Task to complete: Copy out each line from the material where the word "builder" is found.

-- -- --

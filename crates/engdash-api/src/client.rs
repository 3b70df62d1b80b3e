use std::time::Duration;

use serde_json::Value;

use crate::entity::Entity;
use crate::error::ApiError;

/// Kind of write against a collection.
#[derive(Debug, Clone, PartialEq)]
pub enum WriteMode {
    /// POST a new record.
    Create(Value),
    /// PUT an existing record.
    Update { id: i64, body: Value },
    Delete { id: i64 },
}

impl WriteMode {
    /// Create when the entity has no id yet, update otherwise.
    pub fn save(entity: &Entity, with_parent: bool) -> Self {
        let body = entity.payload(with_parent);
        match entity.id {
            Some(id) => Self::Update { id, body },
            None => Self::Create(body),
        }
    }

    fn method(&self) -> reqwest::Method {
        match self {
            Self::Create(_) => reqwest::Method::POST,
            Self::Update { .. } => reqwest::Method::PUT,
            Self::Delete { .. } => reqwest::Method::DELETE,
        }
    }
}

#[derive(Debug, Clone, PartialEq)]
pub enum WriteOutcome {
    /// The stored record as returned by the server.
    Saved(Entity),
    /// Whether the record existed and was removed.
    Deleted(bool),
}

/// REST client for entity collections under a base URL.
///
/// Routes: `GET {base}/{collection}/`, `GET {base}/{collection}/{id}/`,
/// `POST {base}/{collection}/`, `PUT`/`DELETE {base}/{collection}/{id}/`.
#[derive(Debug, Clone)]
pub struct EntityClient {
    http: reqwest::Client,
    base_url: String,
    token: Option<String>,
}

impl EntityClient {
    pub fn new(base_url: &str, timeout: Duration, token: Option<String>) -> Result<Self, ApiError> {
        let http = reqwest::Client::builder()
            .timeout(timeout)
            .connect_timeout(timeout)
            .build()?;
        Ok(Self {
            http,
            base_url: base_url.trim_end_matches('/').to_string(),
            token,
        })
    }

    pub fn base_url(&self) -> &str {
        &self.base_url
    }

    pub fn set_token(&mut self, token: Option<String>) {
        self.token = token;
    }

    pub fn collection_url(&self, collection: &str) -> String {
        format!("{}/{}/", self.base_url, collection.trim_matches('/'))
    }

    pub fn entity_url(&self, collection: &str, id: &str) -> String {
        format!("{}{}/", self.collection_url(collection), id)
    }

    pub async fn fetch_entities(&self, collection: &str) -> Result<Vec<Entity>, ApiError> {
        let body = self
            .send(reqwest::Method::GET, self.collection_url(collection), None)
            .await?;
        decode_list(&body)
    }

    pub async fn fetch_entity(&self, collection: &str, id: &str) -> Result<Entity, ApiError> {
        let body = self
            .send(reqwest::Method::GET, self.entity_url(collection, id), None)
            .await?;
        decode_entity(&body)
    }

    pub async fn write_entity(
        &self,
        collection: &str,
        mode: WriteMode,
    ) -> Result<WriteOutcome, ApiError> {
        let method = mode.method();
        match mode {
            WriteMode::Create(body) => {
                let resp = self
                    .send(method, self.collection_url(collection), Some(&body))
                    .await?;
                saved(&resp, body)
            }
            WriteMode::Update { id, body } => {
                let url = self.entity_url(collection, &id.to_string());
                let resp = self.send(method, url, Some(&body)).await?;
                let mut fallback = body;
                if let Value::Object(map) = &mut fallback {
                    map.insert("id".into(), Value::from(id));
                }
                saved(&resp, fallback)
            }
            WriteMode::Delete { id } => {
                let url = self.entity_url(collection, &id.to_string());
                match self.send(method, url, None).await {
                    Ok(_) => Ok(WriteOutcome::Deleted(true)),
                    Err(e) if e.is_not_found() => Ok(WriteOutcome::Deleted(false)),
                    Err(e) => Err(e),
                }
            }
        }
    }

    async fn send(
        &self,
        method: reqwest::Method,
        url: String,
        body: Option<&Value>,
    ) -> Result<String, ApiError> {
        tracing::debug!(%method, %url, "request");
        let mut builder = self
            .http
            .request(method.clone(), &url)
            .header(reqwest::header::ACCEPT, "application/json");
        if let Some(token) = &self.token {
            builder = builder.bearer_auth(token);
        }
        if let Some(body) = body {
            builder = builder.json(body);
        }

        let response = builder.send().await.map_err(|e| {
            tracing::warn!(%method, %url, error = %e, "request failed");
            ApiError::from(e)
        })?;
        let status = response.status().as_u16();
        let text = response.text().await?;
        check_status(status, text).inspect_err(|e| {
            tracing::warn!(%method, %url, status, error = %e, "request rejected");
        })
    }
}

/// Turn a status and body into the body or an [`ApiError::Status`].
pub fn check_status(status: u16, body: String) -> Result<String, ApiError> {
    if (200..300).contains(&status) {
        Ok(body)
    } else {
        Err(ApiError::Status { status, body })
    }
}

/// A collection body: either a bare array or a paginated envelope with
/// a `results` array.
pub fn decode_list(body: &str) -> Result<Vec<Entity>, ApiError> {
    match serde_json::from_str::<Value>(body)? {
        Value::Array(items) => Ok(serde_json::from_value(Value::Array(items))?),
        Value::Object(mut map) => match map.remove("results") {
            Some(results @ Value::Array(_)) => Ok(serde_json::from_value(results)?),
            _ => Err(ApiError::Decode(
                "expected an array or an object with `results`".into(),
            )),
        },
        _ => Err(ApiError::Decode("expected an array of entities".into())),
    }
}

pub fn decode_entity(body: &str) -> Result<Entity, ApiError> {
    match serde_json::from_str::<Value>(body)? {
        value @ Value::Object(_) => Ok(serde_json::from_value(value)?),
        _ => Err(ApiError::Decode("expected an entity object".into())),
    }
}

/// A successful POST/PUT. Servers answering `204 No Content` get the
/// request body echoed back as the stored record.
fn saved(resp: &str, sent: Value) -> Result<WriteOutcome, ApiError> {
    if resp.trim().is_empty() {
        return Ok(WriteOutcome::Saved(serde_json::from_value(sent)?));
    }
    decode_entity(resp).map(WriteOutcome::Saved)
}
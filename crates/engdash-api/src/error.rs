use serde_json::Value;
use thiserror::Error;

const MAX_BODY_IN_MESSAGE: usize = 200;

/// Failure of a request against the entity API.
#[derive(Debug, Clone, PartialEq, Eq, Error)]
pub enum ApiError {
    /// The server answered with a non-success status.
    #[error("HTTP {status}: {}", summarize(body))]
    Status { status: u16, body: String },

    /// The request never produced a response (connect, timeout, TLS).
    #[error("request failed: {0}")]
    Transport(String),

    /// The response body was not the JSON shape expected.
    #[error("unexpected response: {0}")]
    Decode(String),

    /// The background request thread is not running.
    #[error("request executor is not running")]
    ExecutorGone,
}

impl ApiError {
    pub fn is_not_found(&self) -> bool {
        matches!(self, Self::Status { status: 404, .. })
    }

    pub fn is_unauthorized(&self) -> bool {
        matches!(self, Self::Status { status: 401 | 403, .. })
    }

    /// Message suitable for inline display on a page: the server's
    /// `detail` when the body carries one, the raw body otherwise.
    pub fn user_message(&self) -> String {
        match self {
            Self::Status { status, body } => match detail(body) {
                Some(detail) => detail,
                None if body.trim().is_empty() => format!("HTTP {status}"),
                None => summarize(body),
            },
            other => other.to_string(),
        }
    }
}

impl From<reqwest::Error> for ApiError {
    fn from(e: reqwest::Error) -> Self {
        if e.is_decode() {
            Self::Decode(e.to_string())
        } else {
            Self::Transport(e.to_string())
        }
    }
}

impl From<serde_json::Error> for ApiError {
    fn from(e: serde_json::Error) -> Self {
        Self::Decode(e.to_string())
    }
}

/// `detail` of a JSON error body. Field errors (`{"name": ["required"]}`)
/// are flattened into `name: required`.
fn detail(body: &str) -> Option<String> {
    let Value::Object(map) = serde_json::from_str::<Value>(body).ok()? else {
        return None;
    };
    if let Some(Value::String(detail)) = map.get("detail") {
        return Some(detail.clone());
    }
    let parts: Vec<String> = map
        .iter()
        .filter_map(|(field, v)| match v {
            Value::Array(msgs) => {
                let msgs: Vec<&str> = msgs.iter().filter_map(Value::as_str).collect();
                (!msgs.is_empty()).then(|| format!("{field}: {}", msgs.join(" ")))
            }
            Value::String(msg) => Some(format!("{field}: {msg}")),
            _ => None,
        })
        .collect();
    (!parts.is_empty()).then(|| parts.join("; "))
}

fn summarize(body: &str) -> String {
    let body = body.trim();
    match body.char_indices().nth(MAX_BODY_IN_MESSAGE) {
        Some((cut, _)) => format!("{}\u{2026}", &body[..cut]),
        None => body.to_string(),
    }
}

-- -- --

Response below:
        let http = reqwest::Client::builder()
        let mut builder = self
            builder = builder.bearer_auth(token);
            builder = builder.json(body);
        let response = builder.send().await.map_err(|e| {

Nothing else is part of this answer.